___ AVAILABLE DATA

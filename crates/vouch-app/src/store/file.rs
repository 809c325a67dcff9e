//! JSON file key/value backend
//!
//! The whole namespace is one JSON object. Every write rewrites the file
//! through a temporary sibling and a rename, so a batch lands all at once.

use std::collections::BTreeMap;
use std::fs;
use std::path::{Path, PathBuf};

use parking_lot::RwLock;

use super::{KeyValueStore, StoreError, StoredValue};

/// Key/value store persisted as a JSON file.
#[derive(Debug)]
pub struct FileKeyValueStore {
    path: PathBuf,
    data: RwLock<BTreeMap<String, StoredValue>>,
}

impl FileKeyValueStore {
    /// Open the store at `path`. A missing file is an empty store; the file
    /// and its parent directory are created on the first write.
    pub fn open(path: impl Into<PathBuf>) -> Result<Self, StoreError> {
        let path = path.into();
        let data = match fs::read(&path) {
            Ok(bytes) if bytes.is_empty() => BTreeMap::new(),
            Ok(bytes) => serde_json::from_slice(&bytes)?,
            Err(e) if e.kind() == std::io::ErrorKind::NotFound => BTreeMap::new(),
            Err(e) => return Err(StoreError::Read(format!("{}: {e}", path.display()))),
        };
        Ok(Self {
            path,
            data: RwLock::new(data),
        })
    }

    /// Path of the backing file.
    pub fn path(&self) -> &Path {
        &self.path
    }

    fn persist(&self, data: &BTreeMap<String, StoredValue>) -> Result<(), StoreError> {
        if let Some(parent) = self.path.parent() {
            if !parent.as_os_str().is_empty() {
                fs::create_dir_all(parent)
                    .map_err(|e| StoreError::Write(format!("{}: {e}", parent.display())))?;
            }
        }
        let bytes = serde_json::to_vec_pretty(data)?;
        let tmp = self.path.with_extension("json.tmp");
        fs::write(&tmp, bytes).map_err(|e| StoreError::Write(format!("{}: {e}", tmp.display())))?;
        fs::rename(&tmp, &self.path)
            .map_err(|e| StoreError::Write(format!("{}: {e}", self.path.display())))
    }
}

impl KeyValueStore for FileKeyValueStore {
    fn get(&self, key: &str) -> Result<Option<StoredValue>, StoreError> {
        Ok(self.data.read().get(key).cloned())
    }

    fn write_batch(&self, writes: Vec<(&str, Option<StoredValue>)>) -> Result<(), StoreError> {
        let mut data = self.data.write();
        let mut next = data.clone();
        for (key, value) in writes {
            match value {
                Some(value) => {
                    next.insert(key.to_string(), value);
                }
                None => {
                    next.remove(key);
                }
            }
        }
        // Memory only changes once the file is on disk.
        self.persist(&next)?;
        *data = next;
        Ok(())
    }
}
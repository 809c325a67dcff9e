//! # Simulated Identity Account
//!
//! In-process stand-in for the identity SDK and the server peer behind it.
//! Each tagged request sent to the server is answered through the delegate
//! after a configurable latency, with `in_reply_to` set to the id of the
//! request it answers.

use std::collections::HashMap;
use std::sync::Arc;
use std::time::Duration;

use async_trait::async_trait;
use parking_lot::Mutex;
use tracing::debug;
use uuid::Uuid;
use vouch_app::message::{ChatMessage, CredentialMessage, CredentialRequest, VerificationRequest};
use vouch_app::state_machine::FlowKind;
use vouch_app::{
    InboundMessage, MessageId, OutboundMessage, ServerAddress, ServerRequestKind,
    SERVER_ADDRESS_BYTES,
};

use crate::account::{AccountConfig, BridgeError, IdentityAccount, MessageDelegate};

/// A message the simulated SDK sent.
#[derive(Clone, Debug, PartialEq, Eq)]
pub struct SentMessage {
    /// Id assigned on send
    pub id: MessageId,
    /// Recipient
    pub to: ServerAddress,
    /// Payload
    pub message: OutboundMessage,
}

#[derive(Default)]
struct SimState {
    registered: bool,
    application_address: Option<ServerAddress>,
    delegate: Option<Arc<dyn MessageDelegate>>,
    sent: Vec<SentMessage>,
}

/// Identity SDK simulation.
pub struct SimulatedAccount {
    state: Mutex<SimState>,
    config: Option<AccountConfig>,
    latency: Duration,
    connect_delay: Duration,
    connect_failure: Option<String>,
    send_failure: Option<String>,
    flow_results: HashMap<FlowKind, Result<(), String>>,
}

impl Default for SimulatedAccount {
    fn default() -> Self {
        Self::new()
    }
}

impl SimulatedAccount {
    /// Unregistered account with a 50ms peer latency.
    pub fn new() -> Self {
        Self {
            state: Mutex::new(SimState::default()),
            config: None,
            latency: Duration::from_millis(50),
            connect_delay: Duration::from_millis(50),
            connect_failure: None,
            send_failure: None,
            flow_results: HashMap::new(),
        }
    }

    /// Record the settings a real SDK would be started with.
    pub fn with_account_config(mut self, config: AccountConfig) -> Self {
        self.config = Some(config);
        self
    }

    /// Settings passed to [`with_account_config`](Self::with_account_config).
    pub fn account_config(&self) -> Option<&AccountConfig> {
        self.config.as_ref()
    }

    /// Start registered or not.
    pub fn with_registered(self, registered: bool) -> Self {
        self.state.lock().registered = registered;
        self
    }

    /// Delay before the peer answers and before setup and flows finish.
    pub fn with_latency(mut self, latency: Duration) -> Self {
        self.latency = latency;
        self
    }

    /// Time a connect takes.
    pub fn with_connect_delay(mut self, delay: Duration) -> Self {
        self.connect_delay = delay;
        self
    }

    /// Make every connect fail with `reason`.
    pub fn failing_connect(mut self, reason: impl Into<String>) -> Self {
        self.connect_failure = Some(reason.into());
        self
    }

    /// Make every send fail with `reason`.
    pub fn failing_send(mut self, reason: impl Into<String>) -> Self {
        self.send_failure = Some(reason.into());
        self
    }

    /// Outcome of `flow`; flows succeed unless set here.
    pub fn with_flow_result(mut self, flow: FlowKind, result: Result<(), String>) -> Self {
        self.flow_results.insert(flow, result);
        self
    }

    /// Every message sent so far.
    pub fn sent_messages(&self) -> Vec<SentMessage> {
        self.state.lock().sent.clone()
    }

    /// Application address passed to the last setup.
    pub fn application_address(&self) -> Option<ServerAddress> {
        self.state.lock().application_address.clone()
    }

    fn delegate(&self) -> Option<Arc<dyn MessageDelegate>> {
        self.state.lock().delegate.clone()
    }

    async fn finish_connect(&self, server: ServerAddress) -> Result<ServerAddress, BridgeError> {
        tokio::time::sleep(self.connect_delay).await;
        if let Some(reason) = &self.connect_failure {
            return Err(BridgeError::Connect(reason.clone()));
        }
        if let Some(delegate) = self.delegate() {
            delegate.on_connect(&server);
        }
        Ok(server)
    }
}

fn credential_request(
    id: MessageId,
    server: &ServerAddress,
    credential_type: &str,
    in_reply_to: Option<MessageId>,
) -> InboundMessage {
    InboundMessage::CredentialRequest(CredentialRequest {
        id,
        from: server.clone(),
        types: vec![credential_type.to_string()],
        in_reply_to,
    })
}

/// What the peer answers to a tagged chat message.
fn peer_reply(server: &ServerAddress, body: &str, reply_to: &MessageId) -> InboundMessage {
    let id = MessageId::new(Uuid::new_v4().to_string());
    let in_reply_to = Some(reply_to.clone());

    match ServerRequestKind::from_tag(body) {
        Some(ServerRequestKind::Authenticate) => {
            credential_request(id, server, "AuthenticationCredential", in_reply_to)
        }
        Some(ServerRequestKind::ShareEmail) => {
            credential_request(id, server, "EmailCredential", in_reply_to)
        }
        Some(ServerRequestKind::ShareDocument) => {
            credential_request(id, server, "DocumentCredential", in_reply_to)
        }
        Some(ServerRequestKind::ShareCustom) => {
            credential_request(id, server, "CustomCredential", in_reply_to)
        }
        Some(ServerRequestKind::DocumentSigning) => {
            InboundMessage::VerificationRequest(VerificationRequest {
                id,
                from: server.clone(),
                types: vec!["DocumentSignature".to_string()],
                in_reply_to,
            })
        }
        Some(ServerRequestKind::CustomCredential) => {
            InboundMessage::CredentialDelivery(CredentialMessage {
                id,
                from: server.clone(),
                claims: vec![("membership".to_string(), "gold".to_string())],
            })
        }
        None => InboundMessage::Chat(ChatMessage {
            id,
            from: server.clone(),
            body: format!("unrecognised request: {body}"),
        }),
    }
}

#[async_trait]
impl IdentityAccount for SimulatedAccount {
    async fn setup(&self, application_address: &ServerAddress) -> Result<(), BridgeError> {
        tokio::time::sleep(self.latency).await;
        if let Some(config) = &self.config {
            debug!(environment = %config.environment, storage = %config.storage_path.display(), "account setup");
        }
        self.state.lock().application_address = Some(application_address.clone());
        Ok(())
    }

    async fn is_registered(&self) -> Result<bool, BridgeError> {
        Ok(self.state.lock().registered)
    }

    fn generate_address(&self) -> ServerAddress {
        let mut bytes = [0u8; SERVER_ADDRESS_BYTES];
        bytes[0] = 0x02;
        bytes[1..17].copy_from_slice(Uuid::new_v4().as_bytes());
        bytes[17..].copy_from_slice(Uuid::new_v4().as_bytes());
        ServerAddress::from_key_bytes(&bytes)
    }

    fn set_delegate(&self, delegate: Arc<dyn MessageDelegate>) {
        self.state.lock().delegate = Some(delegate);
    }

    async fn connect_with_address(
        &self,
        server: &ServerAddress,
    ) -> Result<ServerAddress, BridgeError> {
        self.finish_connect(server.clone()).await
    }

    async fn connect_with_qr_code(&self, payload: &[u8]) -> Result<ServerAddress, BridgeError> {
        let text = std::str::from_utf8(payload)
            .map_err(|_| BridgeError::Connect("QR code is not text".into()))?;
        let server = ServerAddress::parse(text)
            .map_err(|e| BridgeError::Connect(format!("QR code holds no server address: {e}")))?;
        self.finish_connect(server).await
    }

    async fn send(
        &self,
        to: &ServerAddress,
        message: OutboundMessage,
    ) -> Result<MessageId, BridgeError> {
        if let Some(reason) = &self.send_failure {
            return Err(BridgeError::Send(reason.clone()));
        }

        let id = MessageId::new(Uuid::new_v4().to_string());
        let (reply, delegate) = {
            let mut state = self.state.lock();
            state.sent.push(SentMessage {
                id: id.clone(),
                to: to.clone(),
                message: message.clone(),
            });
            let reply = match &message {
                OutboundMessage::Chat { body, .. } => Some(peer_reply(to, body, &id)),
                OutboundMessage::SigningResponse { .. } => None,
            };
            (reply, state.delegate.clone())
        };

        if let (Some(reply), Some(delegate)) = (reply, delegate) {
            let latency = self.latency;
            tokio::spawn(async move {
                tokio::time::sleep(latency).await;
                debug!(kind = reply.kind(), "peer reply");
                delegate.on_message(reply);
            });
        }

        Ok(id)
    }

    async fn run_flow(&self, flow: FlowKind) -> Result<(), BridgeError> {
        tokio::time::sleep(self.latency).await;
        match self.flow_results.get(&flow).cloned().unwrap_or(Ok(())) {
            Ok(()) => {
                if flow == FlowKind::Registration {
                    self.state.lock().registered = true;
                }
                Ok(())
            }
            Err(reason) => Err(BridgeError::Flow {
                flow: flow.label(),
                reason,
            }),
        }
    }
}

______
___ AVAILABLE DATA

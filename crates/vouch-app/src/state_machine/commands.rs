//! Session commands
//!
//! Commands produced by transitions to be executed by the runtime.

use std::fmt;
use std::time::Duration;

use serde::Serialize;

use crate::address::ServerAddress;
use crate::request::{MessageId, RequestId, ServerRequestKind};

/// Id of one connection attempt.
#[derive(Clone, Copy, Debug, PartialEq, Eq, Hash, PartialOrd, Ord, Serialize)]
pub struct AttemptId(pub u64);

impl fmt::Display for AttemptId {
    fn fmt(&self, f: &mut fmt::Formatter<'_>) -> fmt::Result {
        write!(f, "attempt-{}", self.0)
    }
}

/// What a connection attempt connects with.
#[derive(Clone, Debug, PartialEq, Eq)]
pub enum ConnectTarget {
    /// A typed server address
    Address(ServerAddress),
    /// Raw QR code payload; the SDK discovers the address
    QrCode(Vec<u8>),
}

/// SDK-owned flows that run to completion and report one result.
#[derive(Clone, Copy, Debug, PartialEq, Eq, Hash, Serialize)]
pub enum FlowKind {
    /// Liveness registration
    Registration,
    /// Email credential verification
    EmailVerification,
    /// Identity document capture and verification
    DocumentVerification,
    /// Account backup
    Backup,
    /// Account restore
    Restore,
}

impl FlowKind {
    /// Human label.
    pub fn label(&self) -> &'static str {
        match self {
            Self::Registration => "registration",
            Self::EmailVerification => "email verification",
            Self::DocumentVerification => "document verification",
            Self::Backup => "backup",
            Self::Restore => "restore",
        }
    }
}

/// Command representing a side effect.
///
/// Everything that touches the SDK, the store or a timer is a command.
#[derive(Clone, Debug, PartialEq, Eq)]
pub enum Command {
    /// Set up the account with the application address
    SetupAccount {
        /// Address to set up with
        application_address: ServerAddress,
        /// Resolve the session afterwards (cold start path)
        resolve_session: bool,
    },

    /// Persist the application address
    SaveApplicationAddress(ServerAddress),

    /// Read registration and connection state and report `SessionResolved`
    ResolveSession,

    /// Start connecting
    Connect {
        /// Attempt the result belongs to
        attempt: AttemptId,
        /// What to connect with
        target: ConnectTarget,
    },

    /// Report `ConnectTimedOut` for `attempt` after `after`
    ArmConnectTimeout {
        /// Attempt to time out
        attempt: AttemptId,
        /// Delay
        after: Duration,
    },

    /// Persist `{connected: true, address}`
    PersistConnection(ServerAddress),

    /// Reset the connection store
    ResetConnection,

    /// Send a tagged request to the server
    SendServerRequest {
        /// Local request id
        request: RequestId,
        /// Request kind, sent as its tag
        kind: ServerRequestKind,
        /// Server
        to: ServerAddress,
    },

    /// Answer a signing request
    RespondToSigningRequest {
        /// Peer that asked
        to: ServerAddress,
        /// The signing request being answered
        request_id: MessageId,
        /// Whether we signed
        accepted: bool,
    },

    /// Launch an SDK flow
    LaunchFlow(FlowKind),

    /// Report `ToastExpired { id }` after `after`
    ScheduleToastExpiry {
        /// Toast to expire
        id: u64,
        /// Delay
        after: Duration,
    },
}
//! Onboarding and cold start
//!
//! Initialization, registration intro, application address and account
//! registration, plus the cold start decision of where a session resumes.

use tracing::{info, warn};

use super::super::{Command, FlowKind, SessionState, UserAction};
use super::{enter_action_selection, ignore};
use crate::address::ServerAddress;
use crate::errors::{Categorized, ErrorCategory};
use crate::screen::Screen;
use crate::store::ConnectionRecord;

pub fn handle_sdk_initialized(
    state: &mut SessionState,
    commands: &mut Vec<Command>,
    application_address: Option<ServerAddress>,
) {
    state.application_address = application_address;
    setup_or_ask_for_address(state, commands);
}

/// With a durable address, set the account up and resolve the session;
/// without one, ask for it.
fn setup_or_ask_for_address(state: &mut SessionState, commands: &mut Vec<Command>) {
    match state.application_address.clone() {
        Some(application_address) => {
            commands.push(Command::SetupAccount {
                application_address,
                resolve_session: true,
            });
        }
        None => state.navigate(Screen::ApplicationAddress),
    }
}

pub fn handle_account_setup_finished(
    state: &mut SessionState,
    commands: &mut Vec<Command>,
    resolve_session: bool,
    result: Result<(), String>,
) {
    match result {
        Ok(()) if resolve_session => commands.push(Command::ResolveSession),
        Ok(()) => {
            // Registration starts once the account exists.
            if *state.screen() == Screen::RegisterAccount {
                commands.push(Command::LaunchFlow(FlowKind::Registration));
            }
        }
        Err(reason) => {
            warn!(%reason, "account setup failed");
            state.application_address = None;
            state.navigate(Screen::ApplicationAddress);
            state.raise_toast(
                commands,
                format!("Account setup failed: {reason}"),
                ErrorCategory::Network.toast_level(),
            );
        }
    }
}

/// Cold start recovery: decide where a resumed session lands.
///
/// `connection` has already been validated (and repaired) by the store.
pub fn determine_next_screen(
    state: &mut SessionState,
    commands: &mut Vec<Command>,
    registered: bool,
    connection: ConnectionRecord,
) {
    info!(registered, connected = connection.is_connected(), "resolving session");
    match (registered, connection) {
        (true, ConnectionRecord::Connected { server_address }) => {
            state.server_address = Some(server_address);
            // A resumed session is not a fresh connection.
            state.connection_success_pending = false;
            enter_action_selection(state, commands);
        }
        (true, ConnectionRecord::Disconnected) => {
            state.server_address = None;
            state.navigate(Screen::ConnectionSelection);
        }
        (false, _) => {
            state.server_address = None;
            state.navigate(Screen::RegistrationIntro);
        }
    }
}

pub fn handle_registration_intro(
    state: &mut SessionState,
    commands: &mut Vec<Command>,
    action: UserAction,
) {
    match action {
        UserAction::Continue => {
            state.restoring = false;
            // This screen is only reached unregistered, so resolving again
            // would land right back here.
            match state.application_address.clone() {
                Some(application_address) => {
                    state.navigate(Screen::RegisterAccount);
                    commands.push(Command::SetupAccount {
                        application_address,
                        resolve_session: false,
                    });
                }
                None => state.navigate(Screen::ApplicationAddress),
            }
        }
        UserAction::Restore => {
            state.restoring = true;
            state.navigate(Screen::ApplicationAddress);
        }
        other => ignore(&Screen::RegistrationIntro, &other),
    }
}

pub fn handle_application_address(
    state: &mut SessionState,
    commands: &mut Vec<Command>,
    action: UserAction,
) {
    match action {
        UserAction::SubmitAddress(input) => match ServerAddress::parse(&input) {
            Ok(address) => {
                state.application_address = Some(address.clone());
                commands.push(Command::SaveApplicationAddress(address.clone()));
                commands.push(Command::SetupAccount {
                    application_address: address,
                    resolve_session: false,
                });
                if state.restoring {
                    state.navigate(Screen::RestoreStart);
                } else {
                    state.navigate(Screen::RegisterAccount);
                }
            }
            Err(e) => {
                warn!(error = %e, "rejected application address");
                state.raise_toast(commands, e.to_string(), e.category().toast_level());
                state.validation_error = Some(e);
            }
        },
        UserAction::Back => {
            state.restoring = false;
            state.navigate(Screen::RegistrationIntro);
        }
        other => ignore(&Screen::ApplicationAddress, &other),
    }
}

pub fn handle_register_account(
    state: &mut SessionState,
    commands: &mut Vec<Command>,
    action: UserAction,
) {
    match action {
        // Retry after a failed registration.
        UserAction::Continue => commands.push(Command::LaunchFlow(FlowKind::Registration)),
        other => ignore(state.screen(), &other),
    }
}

______
___ AVAILABLE DATA

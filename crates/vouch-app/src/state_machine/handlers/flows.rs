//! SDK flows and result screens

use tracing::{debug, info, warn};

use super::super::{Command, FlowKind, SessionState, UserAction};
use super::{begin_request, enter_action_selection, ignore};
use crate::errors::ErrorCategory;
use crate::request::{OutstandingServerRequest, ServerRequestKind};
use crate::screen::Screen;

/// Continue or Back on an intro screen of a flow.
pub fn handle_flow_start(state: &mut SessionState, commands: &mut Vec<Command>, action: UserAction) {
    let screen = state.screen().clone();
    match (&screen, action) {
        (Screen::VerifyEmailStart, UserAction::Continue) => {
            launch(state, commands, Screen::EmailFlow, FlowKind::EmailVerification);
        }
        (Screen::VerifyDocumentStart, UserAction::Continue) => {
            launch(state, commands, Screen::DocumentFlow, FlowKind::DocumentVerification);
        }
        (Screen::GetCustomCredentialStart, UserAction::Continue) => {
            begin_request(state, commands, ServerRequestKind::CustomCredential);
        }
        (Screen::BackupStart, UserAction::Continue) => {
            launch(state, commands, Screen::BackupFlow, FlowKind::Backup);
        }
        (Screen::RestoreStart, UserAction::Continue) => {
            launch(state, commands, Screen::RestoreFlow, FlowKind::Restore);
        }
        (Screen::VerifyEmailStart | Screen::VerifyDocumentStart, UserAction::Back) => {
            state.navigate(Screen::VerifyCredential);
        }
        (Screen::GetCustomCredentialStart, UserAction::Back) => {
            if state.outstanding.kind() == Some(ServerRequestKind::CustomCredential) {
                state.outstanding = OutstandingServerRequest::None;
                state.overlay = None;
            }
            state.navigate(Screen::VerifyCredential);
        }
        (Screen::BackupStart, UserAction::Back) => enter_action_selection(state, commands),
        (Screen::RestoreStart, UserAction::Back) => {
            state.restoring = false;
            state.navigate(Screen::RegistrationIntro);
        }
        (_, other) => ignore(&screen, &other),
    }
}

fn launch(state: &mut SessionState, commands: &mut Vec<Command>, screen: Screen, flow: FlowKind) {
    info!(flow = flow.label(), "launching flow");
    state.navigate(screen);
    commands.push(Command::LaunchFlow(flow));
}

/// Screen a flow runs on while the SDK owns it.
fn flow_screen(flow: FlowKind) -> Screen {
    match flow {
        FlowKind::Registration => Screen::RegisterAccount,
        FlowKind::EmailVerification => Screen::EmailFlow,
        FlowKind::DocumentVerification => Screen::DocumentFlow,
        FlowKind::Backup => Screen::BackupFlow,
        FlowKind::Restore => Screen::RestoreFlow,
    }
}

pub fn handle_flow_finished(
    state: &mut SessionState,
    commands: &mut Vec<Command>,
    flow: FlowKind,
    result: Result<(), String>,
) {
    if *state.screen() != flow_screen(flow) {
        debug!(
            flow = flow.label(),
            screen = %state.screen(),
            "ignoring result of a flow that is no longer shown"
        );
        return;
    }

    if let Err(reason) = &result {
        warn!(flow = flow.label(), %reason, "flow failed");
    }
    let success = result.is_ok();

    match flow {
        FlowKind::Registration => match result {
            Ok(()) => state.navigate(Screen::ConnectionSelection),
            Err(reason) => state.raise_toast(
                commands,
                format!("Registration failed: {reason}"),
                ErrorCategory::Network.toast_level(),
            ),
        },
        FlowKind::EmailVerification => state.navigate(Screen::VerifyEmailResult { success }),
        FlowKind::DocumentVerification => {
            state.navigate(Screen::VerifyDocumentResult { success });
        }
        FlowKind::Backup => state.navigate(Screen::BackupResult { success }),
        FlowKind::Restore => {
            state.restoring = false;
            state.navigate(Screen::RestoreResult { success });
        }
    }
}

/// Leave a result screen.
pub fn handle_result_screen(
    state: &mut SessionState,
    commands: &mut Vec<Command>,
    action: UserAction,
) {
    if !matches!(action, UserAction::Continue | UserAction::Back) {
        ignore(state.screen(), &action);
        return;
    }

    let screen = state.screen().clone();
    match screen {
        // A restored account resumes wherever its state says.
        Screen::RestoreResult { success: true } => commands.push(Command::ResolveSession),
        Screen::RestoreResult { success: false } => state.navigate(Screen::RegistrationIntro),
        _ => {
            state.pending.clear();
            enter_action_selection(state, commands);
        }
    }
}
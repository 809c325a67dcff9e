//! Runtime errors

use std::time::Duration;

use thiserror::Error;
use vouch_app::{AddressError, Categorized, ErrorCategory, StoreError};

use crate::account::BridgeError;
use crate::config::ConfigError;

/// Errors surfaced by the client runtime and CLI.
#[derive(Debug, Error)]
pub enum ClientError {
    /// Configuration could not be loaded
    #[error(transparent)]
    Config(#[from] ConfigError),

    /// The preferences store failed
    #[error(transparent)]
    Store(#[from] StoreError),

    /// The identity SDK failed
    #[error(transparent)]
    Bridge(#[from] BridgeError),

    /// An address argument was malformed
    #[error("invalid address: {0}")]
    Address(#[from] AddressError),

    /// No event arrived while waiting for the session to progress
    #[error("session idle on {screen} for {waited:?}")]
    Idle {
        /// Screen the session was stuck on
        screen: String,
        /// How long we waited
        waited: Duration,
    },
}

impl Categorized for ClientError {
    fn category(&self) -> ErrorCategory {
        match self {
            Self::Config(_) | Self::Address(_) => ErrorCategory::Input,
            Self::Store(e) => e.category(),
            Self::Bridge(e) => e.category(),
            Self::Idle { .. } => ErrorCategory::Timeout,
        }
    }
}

______

Where the data above reaches the line holding "filename crates/vouch-app/src/store/file.rs", begin printing, and stop after the line holding "all at once.". Each line must be reproduced exactly, with nothing else added.

filename crates/vouch-app/src/store/file.rs
repository 809c325a67dcff9e
//! JSON file key/value backend
//!
//! The whole namespace is one JSON object. Every write rewrites the file
//! through a temporary sibling and a rename, so a batch lands all at once.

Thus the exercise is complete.